U.S. producer prices grew less than expected in March even as the U.S.-Iran conflict pushed up energy product prices, according to a Bureau of Labor Statistics (BLS) report published Tuesday. Following the report, the U.S. stock index futures sustained their gains and bond prices rose even as yields pulled back.
The report relayed the same message as that of its consumer prices counterpart, which showed an accelerated pace of increases in monthly and annual retail price inflation.
Crunching the Numbers: The producer prices index (PPI) rose 0.5% month-over-month (MoM) in March, unchanged pace from the previous month. February's monthly PPI inflation was initially reported as 0.7%. Economists had braced for a 1.1% monthly increase in PPI inflation.
On a year-over-year basis, PPI climbed 4%, faster than the 3.4% pace in February, but below the consensus estimate of 4.6%. The March annual PPI inflation was the fastest since February 2023.
Core producer prices that exclude food and energy rose at a more modest 0.2% MoM pace. Energy prices jumped 8.5%, while food prices edged down 0.3%.
PPI for goods climbed 1.6%, the largest increase since August 2023 due primarily to a 15.7% jump in gasoline prices. Services prices remained unchanged following a 0.3% increase in February.
Good, Services Price Inflation
Source: BLS
Read-across for Rates: As the Iran war led to a sharp spike in oil as well as other energy and allied product prices, inflation, which has sustainably remained above the Federal Reserve’s 2% target, is likely to accelerate further.
The minutes of the March Federal Open Market Committee (FOMC) meeting released last week showed that many participants viewed that inflation would remain elevated for longer than expected amid a persistent increase in oil prices.
At the same time, most participants thought it was too early to assess the impact of the conflict on the U.S. economy, and therefore deemed it fit to “continue to monitor the situation and assess the implications for the appropriate stance of monetary policy.”

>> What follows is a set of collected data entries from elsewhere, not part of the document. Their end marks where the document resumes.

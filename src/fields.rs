//! Regex-driven extraction of the fixed Form ADT-1 fields.

use regex::Regex;
use serde::{Deserialize, Serialize};
use std::sync::LazyLock;

/// The eight fields read from a filing.
#[derive(Debug, Clone, Copy, PartialEq, Eq, Hash)]
pub enum FormField {
    CompanyName,
    Cin,
    RegisteredOffice,
    AppointmentDate,
    AuditorName,
    AuditorAddress,
    AuditorFrnOrMembership,
    AppointmentType,
}

impl FormField {
    /// All fields, in output order.
    pub const ALL: [FormField; 8] = [
        FormField::CompanyName,
        FormField::Cin,
        FormField::RegisteredOffice,
        FormField::AppointmentDate,
        FormField::AuditorName,
        FormField::AuditorAddress,
        FormField::AuditorFrnOrMembership,
        FormField::AppointmentType,
    ];

    /// JSON key of this field.
    pub fn key(self) -> &'static str {
        match self {
            FormField::CompanyName => "company_name",
            FormField::Cin => "cin",
            FormField::RegisteredOffice => "registered_office",
            FormField::AppointmentDate => "appointment_date",
            FormField::AuditorName => "auditor_name",
            FormField::AuditorAddress => "auditor_address",
            FormField::AuditorFrnOrMembership => "auditor_frn_or_membership",
            FormField::AppointmentType => "appointment_type",
        }
    }
}

/// Values extracted from one filing. A field that was not found holds the
/// empty string; it is never absent.
#[derive(Debug, Clone, Default, PartialEq, Eq, Serialize, Deserialize)]
pub struct FormRecord {
    pub company_name: String,
    pub cin: String,
    pub registered_office: String,
    pub appointment_date: String,
    pub auditor_name: String,
    pub auditor_address: String,
    pub auditor_frn_or_membership: String,
    pub appointment_type: String,
}

impl FormRecord {
    pub fn get(&self, field: FormField) -> &str {
        match field {
            FormField::CompanyName => &self.company_name,
            FormField::Cin => &self.cin,
            FormField::RegisteredOffice => &self.registered_office,
            FormField::AppointmentDate => &self.appointment_date,
            FormField::AuditorName => &self.auditor_name,
            FormField::AuditorAddress => &self.auditor_address,
            FormField::AuditorFrnOrMembership => &self.auditor_frn_or_membership,
            FormField::AppointmentType => &self.appointment_type,
        }
    }

    fn slot(&mut self, field: FormField) -> &mut String {
        match field {
            FormField::CompanyName => &mut self.company_name,
            FormField::Cin => &mut self.cin,
            FormField::RegisteredOffice => &mut self.registered_office,
            FormField::AppointmentDate => &mut self.appointment_date,
            FormField::AuditorName => &mut self.auditor_name,
            FormField::AuditorAddress => &mut self.auditor_address,
            FormField::AuditorFrnOrMembership => &mut self.auditor_frn_or_membership,
            FormField::AppointmentType => &mut self.appointment_type,
        }
    }

    /// `(key, value)` pairs in output order.
    pub fn entries(&self) -> impl Iterator<Item = (&'static str, &str)> + '_ {
        FormField::ALL.into_iter().map(move |f| (f.key(), self.get(f)))
    }
}

/// One row of the extraction table: which field, its pattern, and which
/// capture group holds the value.
struct FieldPattern {
    field: FormField,
    regex: Regex,
    group: usize,
}

static FIELD_PATTERNS: LazyLock<Vec<FieldPattern>> = LazyLock::new(|| {
    [
        (FormField::CompanyName, r"Company Name\s*:\s*(.+)", 1),
        (FormField::Cin, r"CIN\s*:\s*([A-Z0-9]+)", 1),
        (FormField::RegisteredOffice, r"Registered Office\s*:\s*(.+)", 1),
        (FormField::AppointmentDate, r"Appointment Date\s*:\s*([\d/-]+)", 1),
        (FormField::AuditorName, r"Auditor Name\s*:\s*(.+)", 1),
        (FormField::AuditorAddress, r"Auditor Address\s*:\s*(.+)", 1),
        // Either label is accepted; the value is always the second group.
        (FormField::AuditorFrnOrMembership, r"(FRN|Membership Number)\s*:\s*(\S+)", 2),
        (
            FormField::AppointmentType,
            r"Appointment Type\s*:\s*(New Appointment|Reappointment)",
            1,
        ),
    ]
    .into_iter()
    .map(|(field, pattern, group)| FieldPattern {
        field,
        regex: Regex::new(&format!("(?i){pattern}")).expect("field pattern should compile"),
        group,
    })
    .collect()
});

/// Run every field pattern over `text` and collect the first match of each.
///
/// ```
/// use adt1extract::extract_fields;
///
/// let record = extract_fields("Company Name : Acme Pvt Ltd\nCIN : U12345MH2020PTC111111\n");
/// assert_eq!(record.company_name, "Acme Pvt Ltd");
/// assert_eq!(record.cin, "U12345MH2020PTC111111");
/// assert_eq!(record.auditor_name, "");
/// ```
pub fn extract_fields(text: &str) -> FormRecord {
    let mut record = FormRecord::default();

    for pattern in FIELD_PATTERNS.iter() {
        let value = pattern
            .regex
            .captures(text)
            .and_then(|caps| caps.get(pattern.group))
            .map(|m| m.as_str().trim());

        if let Some(value) = value {
            *record.slot(pattern.field) = value.to_string();
        } else {
            tracing::debug!(field = pattern.field.key(), "no match");
        }
    }

    record
}
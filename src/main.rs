//! CLI tool for extracting fields, attachments and a summary from a
//! Form ADT-1 filing.

use adt1extract::{process_filing_with, ExtractorConfig, Progress};
use clap::Parser;
use std::path::PathBuf;
use std::process;
use tracing_subscriber::{layer::SubscriberExt, util::SubscriberInitExt};

/// Extract form fields, embedded attachments and a narrative summary from an
/// auditor-appointment PDF filing.
#[derive(Parser, Debug)]
#[command(name = "adt1extract", version, about)]
struct Cli {
    /// Path to the PDF filing
    pdf: PathBuf,

    /// Directory receiving output.json, summary.txt and the attachments
    #[arg(short, long, default_value = "output")]
    output_dir: PathBuf,

    /// Skip any attachment larger than this many bytes
    #[arg(long, value_name = "BYTES")]
    max_attachment_size: Option<usize>,

    /// Also extract files attached through page annotations
    #[arg(long)]
    include_annotations: bool,

    /// Log each written artifact
    #[arg(short, long)]
    verbose: bool,
}

fn main() {
    let cli = Cli::parse();

    let default_filter = if cli.verbose {
        "adt1extract=info"
    } else {
        "adt1extract=warn"
    };

    tracing_subscriber::registry()
        .with(
            tracing_subscriber::EnvFilter::try_from_default_env()
                .unwrap_or_else(|_| default_filter.into()),
        )
        .with(tracing_subscriber::fmt::layer().with_writer(std::io::stderr))
        .init();

    let config = ExtractorConfig {
        output_directory: cli.output_dir.clone(),
        max_embedded_file_size: cli.max_attachment_size,
        include_annotation_attachments: cli.include_annotations,
        ..Default::default()
    };

    match process_filing_with(&cli.pdf, &config, print_progress) {
        Ok(_) => println!("\n✅ All tasks completed successfully!"),
        Err(e) => {
            eprintln!("[!] Error: {e}");
            process::exit(1);
        }
    }
}

fn print_progress(progress: Progress<'_>) {
    match progress {
        Progress::ExtractingText => println!("[•] Extracting text from main PDF..."),
        Progress::ExtractingFields => println!("[•] Extracting form fields..."),
        Progress::RecordSaved(path) => println!("[✓] Extracted data saved to {}", path.display()),
        Progress::ExtractingAttachments => println!("[•] Extracting and analyzing attachments..."),
        Progress::AttachmentsExtracted { written, slots } => {
            for path in written {
                println!("[✓] Attachment extracted: {}", path.display());
            }
            if written.len() < slots {
                println!(
                    "[!] {} of {} attachment(s) could not be extracted",
                    slots - written.len(),
                    slots
                );
            }
        }
        Progress::GeneratingSummary => println!("[•] Generating summary..."),
        Progress::SummarySaved(path) => println!("[✓] Summary saved to {}", path.display()),
    }
}
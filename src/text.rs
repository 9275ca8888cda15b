//! Text layer extraction.
//!
//! `lopdf` ends a line only where a text object ends (`ET`). Generators
//! usually write a whole form inside one `BT … ET` block and move between
//! lines with `Td`, `TD`, `T*`, `'`, `"` or `Tm`, so each page's content is
//! first rewritten to close and reopen the text object at every such move.
//! The rewrite happens on a copy; the caller's document is untouched.

use crate::Result;
use lopdf::content::{Content, Operation};
use lopdf::{Document, Object, ObjectId};
use std::path::Path;

/// Open the PDF at `path` and return the text of every page, in page order,
/// concatenated without any page-break marker.
///
/// Fails when the file cannot be opened or parsed.
pub fn extract_text<P: AsRef<Path>>(path: P) -> Result<String> {
    let document = Document::load(path)?;
    extract_document_text(&document)
}

/// Same as [`extract_text`] for an already loaded document.
pub fn extract_document_text(document: &Document) -> Result<String> {
    let pages = document.get_pages();
    let mut lined = document.clone();
    let mut full_text = String::new();

    for (page_number, page_id) in &pages {
        if let Err(e) = split_page_lines(&mut lined, *page_id) {
            tracing::debug!(page = page_number, "page content left as is: {e}");
        }

        let page_text = lined.extract_text(&[*page_number])?;
        tracing::debug!(page = page_number, chars = page_text.len(), "page text extracted");
        full_text.push_str(&page_text);
    }

    Ok(full_text)
}

fn split_page_lines(document: &mut Document, page_id: ObjectId) -> Result<()> {
    let content = Content::decode(&document.get_page_content(page_id)?)?;
    let lined = split_text_lines(content);
    document.change_page_content(page_id, lined.encode()?)?;
    Ok(())
}

/// Rewrite `content` so that every line of text sits in its own text object.
///
/// `'` and `"` become `T*` followed by `Tj`. A move only starts a new line
/// when it changes the vertical position and some text was shown since the
/// last break.
fn split_text_lines(content: Content) -> Content {
    let mut operations = Vec::with_capacity(content.operations.len());
    let mut in_text = false;
    let mut shown = false;
    let mut matrix_y: Option<f32> = None;

    for op in content.operations {
        let starts_line = match op.operator.as_str() {
            "BT" => {
                in_text = true;
                shown = false;
                matrix_y = None;
                false
            }
            "ET" => {
                in_text = false;
                false
            }
            "Td" | "TD" => operand_f32(&op, 1).is_some_and(|ty| ty != 0.0),
            "T*" | "'" | "\"" => true,
            "Tm" => {
                let y = operand_f32(&op, 5);
                let moved = matrix_y.is_some() && y != matrix_y;
                matrix_y = y;
                moved
            }
            _ => false,
        };

        if in_text && starts_line && shown {
            operations.push(Operation::new("ET", vec![]));
            operations.push(Operation::new("BT", vec![]));
            shown = false;
        }

        match op.operator.as_str() {
            "'" | "\"" => {
                if let Some(text) = op.operands.last().cloned() {
                    operations.push(Operation::new("T*", vec![]));
                    operations.push(Operation::new("Tj", vec![text]));
                    shown = true;
                }
            }
            "Tj" | "TJ" => {
                operations.push(op);
                shown = true;
            }
            _ => operations.push(op),
        }
    }

    Content { operations }
}

fn operand_f32(op: &Operation, index: usize) -> Option<f32> {
    op.operands.get(index).and_then(|o| Object::as_float(o).ok())
}

#[cfg(test)]
mod tests {
    use super::*;

    fn ops(content: &Content) -> Vec<&str> {
        content.operations.iter().map(|op| op.operator.as_str()).collect()
    }

    fn show(text: &str) -> Operation {
        Operation::new("Tj", vec![Object::string_literal(text)])
    }

    #[test]
    fn td_with_vertical_move_closes_the_text_object() {
        let content = Content {
            operations: vec![
                Operation::new("BT", vec![]),
                Operation::new("Td", vec![40.into(), 800.into()]),
                show("CIN : U12345MH2020PTC111111"),
                Operation::new("Td", vec![0.into(), (-14).into()]),
                show("Auditor Name : Rao and Associates"),
                Operation::new("ET", vec![]),
            ],
        };

        let lined = split_text_lines(content);
        assert_eq!(ops(&lined), ["BT", "Td", "Tj", "ET", "BT", "Td", "Tj", "ET"]);
    }

    #[test]
    fn horizontal_move_stays_on_the_same_line() {
        let content = Content {
            operations: vec![
                Operation::new("BT", vec![]),
                show("Company Name :"),
                Operation::new("Td", vec![80.into(), 0.into()]),
                show("Acme Pvt Ltd"),
                Operation::new("ET", vec![]),
            ],
        };

        let lined = split_text_lines(content);
        assert_eq!(ops(&lined), ["BT", "Tj", "Td", "Tj", "ET"]);
    }

    #[test]
    fn quote_operators_become_next_line_and_show() {
        let content = Content {
            operations: vec![
                Operation::new("BT", vec![]),
                show("first"),
                Operation::new("'", vec![Object::string_literal("second")]),
                Operation::new(
                    "\"",
                    vec![0.into(), 0.into(), Object::string_literal("third")],
                ),
                Operation::new("ET", vec![]),
            ],
        };

        let lined = split_text_lines(content);
        assert_eq!(
            ops(&lined),
            ["BT", "Tj", "ET", "BT", "T*", "Tj", "ET", "BT", "T*", "Tj", "ET"]
        );
    }

    #[test]
    fn tm_breaks_only_when_y_changes() {
        let tm = |y: i64| Operation::new("Tm", vec![1.into(), 0.into(), 0.into(), 1.into(), 40.into(), y.into()]);
        let content = Content {
            operations: vec![
                Operation::new("BT", vec![]),
                tm(800),
                show("a"),
                tm(800),
                show("b"),
                tm(786),
                show("c"),
                Operation::new("ET", vec![]),
            ],
        };

        let lined = split_text_lines(content);
        assert_eq!(ops(&lined), ["BT", "Tm", "Tj", "Tm", "Tj", "ET", "BT", "Tm", "Tj", "ET"]);
    }
}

Germany reported earlier on Tuesday a sharp spike in wholesale prices, blaming higher miner oil prices and non-ferrous product prices for the spurt.
That said, some respite should come from the slowdown anticipated amid the uncertain geopolitical environment. The International Energy Agency (IEA) cut its global energy demand forecast for the year to suggest a YoY decline in demand.
The FOMC is scheduled to meet for a two-day monetary policy meeting on April 28-29, and futures traders put the odds of a rate pause at 99.5%.